Teraz skończyłam opatrywać jego ranę, odniesioną w walce o swoją rodzinę. Choć od kilku lat byliśmy małżeństwem, a w swoim życiu widziałam niejedno, wciąż bolał mnie ten widok. W głowie kołatał mi strach i pustka. Podświadomie starałam się wypierać możliwość ataku na posiadłość. A jednak ponownie zostaliśmy zaatakowani.
— To musi się skończyć — powiedziałam tonem nieznoszącym sprzeciwu.
— Wiem — odpowiedział ze skruchą. — Naprawdę nie wiem, co bym zrobił, gdyby wam się coś stało.
Poczułam ciepłe dłonie po obu stronach twarzy. V uniósł moją głowę i napotkałam jego pełne determinacji spojrzenie. Byłam pewna, że nasze uczucie, pomimo wszystkich trudności, pozostało niezmienne. Że wciąż się kochamy.
— Nie możesz dalej prowadzić takich interesów. Nie, gdy masz dzieci.
— To, co powinienem zrobić? — Głos Taehyunga się podniósł, jakby tracił chłodne myślenie. Rzadko się to działo, zazwyczaj tylko w mojej obecności. — Mam porzucić całe dziedzictwo? Wybierać pomiędzy jedną rodziną a drugą?!
Przygryzłam wargę. Nie chciałam nigdy postawić go w tej sytuacji. Jednak to, co dzisiaj powróciło, sprawiło, że nie mogłam dłużej udawać, że wszystko jest okej. Kim Taehyung nie tylko był capo dei capi, ale przede wszystkim ojcem. Nasze dzieci go potrzebowały. Szczególnie Victor, który od zawsze był mocno związany z V.
— To nie jest rodzina — odpowiedziałam bezradnie.

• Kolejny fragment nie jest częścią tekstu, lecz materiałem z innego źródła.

//! Stream consumption metrics sinks.

use std::sync::atomic::{AtomicU64, Ordering};

/// Destination for per-session consumption metrics
pub trait MetricsSink: Send + Sync {
    /// Items extracted from one received chunk
    fn items_received(&self, criteria: &str, count: u64);

    /// Outcome of one flush to storage
    fn batch_flushed(&self, criteria: &str, inserted: u64, duplicates: u64);

    fn flush_failed(&self, criteria: &str);

    fn reconnect(&self, criteria: &str, attempt: u32);

    fn session_terminated(&self, criteria: &str);
}

/// Sink publishing through the `metrics` facade to the Prometheus exporter
#[derive(Debug, Default, Clone, Copy)]
pub struct PrometheusMetricsSink;

impl MetricsSink for PrometheusMetricsSink {
    fn items_received(&self, criteria: &str, count: u64) {
        metrics::counter!("ingest.tweets.received", "criteria" => criteria.to_string())
            .increment(count);
    }

    fn batch_flushed(&self, criteria: &str, inserted: u64, duplicates: u64) {
        metrics::counter!("ingest.batches.flushed", "criteria" => criteria.to_string())
            .increment(1);
        metrics::counter!("ingest.tweets.stored", "criteria" => criteria.to_string())
            .increment(inserted);
        metrics::counter!("ingest.tweets.duplicate", "criteria" => criteria.to_string())
            .increment(duplicates);
    }

    fn flush_failed(&self, criteria: &str) {
        metrics::counter!("ingest.batches.failed", "criteria" => criteria.to_string())
            .increment(1);
    }

    fn reconnect(&self, criteria: &str, attempt: u32) {
        metrics::counter!("ingest.stream.reconnects", "criteria" => criteria.to_string())
            .increment(1);
        metrics::gauge!("ingest.stream.reconnect_attempt", "criteria" => criteria.to_string())
            .set(attempt as f64);
    }

    fn session_terminated(&self, criteria: &str) {
        metrics::counter!("ingest.sessions.terminated", "criteria" => criteria.to_string())
            .increment(1);
    }
}

/// Sink that drops everything
#[derive(Debug, Default, Clone, Copy)]
pub struct NoopMetricsSink;

impl MetricsSink for NoopMetricsSink {
    fn items_received(&self, _criteria: &str, _count: u64) {}
    fn batch_flushed(&self, _criteria: &str, _inserted: u64, _duplicates: u64) {}
    fn flush_failed(&self, _criteria: &str) {}
    fn reconnect(&self, _criteria: &str, _attempt: u32) {}
    fn session_terminated(&self, _criteria: &str) {}
}

/// Sink counting calls in memory, for tests and diagnostics
#[derive(Debug, Default)]
pub struct CountingMetricsSink {
    pub received: AtomicU64,
    pub stored: AtomicU64,
    pub flush_failures: AtomicU64,
    pub reconnects: AtomicU64,
    pub terminations: AtomicU64,
}

impl MetricsSink for CountingMetricsSink {
    fn items_received(&self, _criteria: &str, count: u64) {
        self.received.fetch_add(count, Ordering::Relaxed);
    }

    fn batch_flushed(&self, _criteria: &str, inserted: u64, _duplicates: u64) {
        self.stored.fetch_add(inserted, Ordering::Relaxed);
    }

    fn flush_failed(&self, _criteria: &str) {
        self.flush_failures.fetch_add(1, Ordering::Relaxed);
    }

    fn reconnect(&self, _criteria: &str, _attempt: u32) {
        self.reconnects.fetch_add(1, Ordering::Relaxed);
    }

    fn session_terminated(&self, _criteria: &str) {
        self.terminations.fetch_add(1, Ordering::Relaxed);
    }
}

#[cfg(test)]
mod tests {
    use super::*;

    #[test]
    fn test_counting_sink() {
        let sink = CountingMetricsSink::default();
        sink.items_received("rust", 25);
        sink.items_received("rust", 5);
        sink.batch_flushed("rust", 20, 10);
        sink.reconnect("rust", 1);

        assert_eq!(sink.received.load(Ordering::Relaxed), 30);
        assert_eq!(sink.stored.load(Ordering::Relaxed), 20);
        assert_eq!(sink.reconnects.load(Ordering::Relaxed), 1);
    }

    #[test]
    fn test_prometheus_sink_without_recorder() {
        // No recorder installed: calls must be harmless
        let sink = PrometheusMetricsSink;
        sink.items_received("rust", 3);
        sink.session_terminated("rust");
    }
}
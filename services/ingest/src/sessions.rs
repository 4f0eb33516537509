//! Registry of running stream sessions, one per criteria.

use crate::stream_consumer::{SessionStatus, StreamConsumer, StreamRequest, StreamSession};
use chrono::{DateTime, Utc};
use parking_lot::{Mutex, RwLock};
use serde::Serialize;
use std::collections::HashMap;
use std::sync::atomic::{AtomicU64, Ordering};
use std::sync::Arc;
use tokio::task::JoinHandle;
use tokio_util::sync::CancellationToken;
use tracing::{info, warn};

/// Result of a start request
#[derive(Debug, Clone, Copy, PartialEq, Eq)]
pub enum StartOutcome {
    Started,
    AlreadyRunning,
}

/// Summary of one session for the API
#[derive(Debug, Clone, Serialize)]
pub struct SessionInfo {
    pub criteria: String,
    pub partition: String,
    pub started_at: DateTime<Utc>,
    pub request: StreamRequest,
    #[serde(flatten)]
    pub status: SessionStatus,
}

struct SessionEntry {
    id: u64,
    partition: String,
    started_at: DateTime<Utc>,
    request: StreamRequest,
    status: Arc<RwLock<SessionStatus>>,
    cancel: CancellationToken,
}

/// Spawns sessions and keeps them addressable by criteria
pub struct SessionRegistry {
    consumer: Arc<StreamConsumer>,
    sessions: RwLock<HashMap<String, SessionEntry>>,
    tasks: Mutex<Vec<JoinHandle<()>>>,
    shutdown: CancellationToken,
    next_id: AtomicU64,
}

impl SessionRegistry {
    pub fn new(consumer: Arc<StreamConsumer>) -> Self {
        Self {
            consumer,
            sessions: RwLock::new(HashMap::new()),
            tasks: Mutex::new(Vec::new()),
            shutdown: CancellationToken::new(),
            next_id: AtomicU64::new(1),
        }
    }

    /// Start consuming `criteria` in the background unless already running
    pub fn start(self: &Arc<Self>, criteria: &str, request: StreamRequest) -> StartOutcome {
        let mut sessions = self.sessions.write();
        if sessions.contains_key(criteria) {
            return StartOutcome::AlreadyRunning;
        }

        let session = StreamSession::new(criteria, self.consumer.provider(), request.clone());
        let id = self.next_id.fetch_add(1, Ordering::Relaxed);
        let cancel = self.shutdown.child_token();

        sessions.insert(
            criteria.to_string(),
            SessionEntry {
                id,
                partition: session.partition().to_string(),
                started_at: Utc::now(),
                request,
                status: session.status_handle(),
                cancel: cancel.clone(),
            },
        );
        drop(sessions);

        let registry = Arc::clone(self);
        let criteria = criteria.to_string();
        let handle = tokio::spawn(async move {
            let outcome = registry.consumer.run(session, cancel).await;
            info!(criteria = %criteria, outcome = ?outcome, "Stream session finished");
            registry.remove_if_current(&criteria, id);
        });

        let mut tasks = self.tasks.lock();
        tasks.retain(|task| !task.is_finished());
        tasks.push(handle);

        StartOutcome::Started
    }

    /// Cancel the session for `criteria`. Returns `false` if none was running.
    pub fn stop(&self, criteria: &str) -> bool {
        match self.sessions.write().remove(criteria) {
            Some(entry) => {
                entry.cancel.cancel();
                info!(criteria = %criteria, "Stream session stop requested");
                true
            }
            None => false,
        }
    }

    /// Snapshot of every running session, ordered by criteria
    pub fn list(&self) -> Vec<SessionInfo> {
        let mut sessions: Vec<SessionInfo> = self
            .sessions
            .read()
            .iter()
            .map(|(criteria, entry)| SessionInfo {
                criteria: criteria.clone(),
                partition: entry.partition.clone(),
                started_at: entry.started_at,
                request: entry.request.clone(),
                status: entry.status.read().clone(),
            })
            .collect();
        sessions.sort_by(|a, b| a.criteria.cmp(&b.criteria));
        sessions
    }

    pub fn len(&self) -> usize {
        self.sessions.read().len()
    }

    pub fn is_empty(&self) -> bool {
        self.sessions.read().is_empty()
    }

    /// Cancel all sessions and wait for them to drain
    pub async fn shutdown(&self) {
        self.shutdown.cancel();
        let tasks: Vec<JoinHandle<()>> = std::mem::take(&mut *self.tasks.lock());
        info!(sessions = tasks.len(), "Waiting for stream sessions to stop");

        for result in futures::future::join_all(tasks).await {
            if let Err(e) = result {
                warn!(error = %e, "Stream session task failed");
            }
        }
        self.sessions.write().clear();
    }

    fn remove_if_current(&self, criteria: &str, id: u64) {
        let mut sessions = self.sessions.write();
        if sessions.get(criteria).is_some_and(|entry| entry.id == id) {
            sessions.remove(criteria);
        }
    }
}

#[cfg(test)]
mod tests {
    use super::*;
    use crate::adapter::TwitterAdapter;
    use crate::stream_consumer::{
        BackoffPolicy, ChunkStream, ConnectionError, ConsumerSettings, SessionState, StreamSource,
    };
    use crate::telemetry::NoopMetricsSink;
    use async_trait::async_trait;
    use futures::StreamExt;
    use std::time::Duration;
    use tweet_storage::{BatchWriter, MemoryKeyValueStore, MonotonicIdGenerator, WriterConfig};

    /// Connects and then never sends anything
    struct SilentSource;

    #[async_trait]
    impl StreamSource for SilentSource {
        async fn open(&self, _criteria: &str, _request: &StreamRequest) -> Result<ChunkStream, ConnectionError> {
            Ok(futures::stream::pending().boxed())
        }
    }

    /// Refuses every connection
    struct RefusingSource;

    #[async_trait]
    impl StreamSource for RefusingSource {
        async fn open(&self, _criteria: &str, _request: &StreamRequest) -> Result<ChunkStream, ConnectionError> {
            Err(ConnectionError::Connect("refused".to_string()))
        }
    }

    fn registry(source: Arc<dyn StreamSource>) -> Arc<SessionRegistry> {
        let writer = BatchWriter::new(
            Arc::new(MemoryKeyValueStore::new()),
            Arc::new(MonotonicIdGenerator::new()),
            &WriterConfig::default(),
        );
        let settings = ConsumerSettings {
            batch_size: 25,
            max_pending_items: 100,
            max_buffer_bytes: 1024,
            idle_timeout: Duration::from_secs(60),
            backoff: BackoffPolicy {
                base_delay: Duration::ZERO,
                max_jitter: Duration::ZERO,
                max_attempts: 0,
            },
        };
        let consumer = StreamConsumer::new(
            source,
            Arc::new(TwitterAdapter),
            Arc::new(writer),
            Arc::new(NoopMetricsSink),
            settings,
        );
        Arc::new(SessionRegistry::new(Arc::new(consumer)))
    }

    #[tokio::test]
    async fn test_one_session_per_criteria() {
        let registry = registry(Arc::new(SilentSource));

        assert_eq!(registry.start("rust", StreamRequest::default()), StartOutcome::Started);
        assert_eq!(registry.start("rust", StreamRequest::default()), StartOutcome::AlreadyRunning);
        assert_eq!(registry.start("go", StreamRequest::default()), StartOutcome::Started);

        let criteria: Vec<_> = registry.list().into_iter().map(|s| s.criteria).collect();
        assert_eq!(criteria, vec!["go", "rust"]);

        registry.shutdown().await;
        assert!(registry.is_empty());
    }

    #[tokio::test]
    async fn test_stop_session() {
        let registry = registry(Arc::new(SilentSource));
        registry.start("rust", StreamRequest::default());

        assert!(registry.stop("rust"));
        assert!(!registry.stop("rust"));
        assert!(registry.is_empty());

        // A stopped criteria can be started again
        assert_eq!(registry.start("rust", StreamRequest::default()), StartOutcome::Started);
        registry.shutdown().await;
    }

    #[tokio::test]
    async fn test_terminated_session_is_removed() {
        let registry = registry(Arc::new(RefusingSource));
        registry.start("rust", StreamRequest::default());

        for _ in 0..100 {
            if registry.is_empty() {
                break;
            }
            tokio::time::sleep(Duration::from_millis(10)).await;
        }
        assert!(registry.is_empty());
    }

    #[tokio::test]
    async fn test_list_reports_live_state() {
        let registry = registry(Arc::new(SilentSource));
        registry.start(
            "rust",
            StreamRequest {
                limit: Some(5),
                ..StreamRequest::default()
            },
        );

        let mut state = SessionState::Connecting;
        for _ in 0..100 {
            state = registry.list()[0].status.state;
            if state == SessionState::Streaming {
                break;
            }
            tokio::time::sleep(Duration::from_millis(10)).await;
        }

        let info = &registry.list()[0];
        assert_eq!(state, SessionState::Streaming);
        assert_eq!(info.partition, "twitter#rust");
        assert_eq!(info.request.limit, Some(5));

        registry.shutdown().await;
    }
}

— Jungmi! — spięłam się przez ton jego głosu. — To nie tylko biznes, dobrze o tym wiesz. Nie mogę po prostu odejść. Porzucić wszystko, na co ojciec i dziadek tak długo pracowali.
Nie lubiłam naszych kłótni. Tolerowałam mafijną rodzinę, choć nie popierałam ich działań. Wspierałam ukochanego, ale...
— Dzisiaj prawie zginęły twoje dzieci, do cholery!
Nie wytrzymałam. Chciałam wyrwać się z uścisku Taehyunga i po prostu zanieść apteczkę na swoje miejsce. Ledwo powstrzymywałam łzy, które niczym nieproszony gość, pojawiły się na linii wodnej oka. V to zauważył i westchnął głośno. Następnie jego twarz nabrała spokoju i po prostu ucałował moje czoło.
— Przepraszam — wyszeptał. — Tak bardzo przepraszam.
Czułam, jak miękkie usta zaczęły schodzić niżej. Oddech omiótł moją twarz, a pocałunki sunęły po policzkach, kąciku ust i szyi. Każda nasza kłótnia raniła oboje, aczkolwiek teraz odrzuciłam wszystko na bok. Liczył się tylko on, Kim Taehyung całujący moje niecierpliwe wargi.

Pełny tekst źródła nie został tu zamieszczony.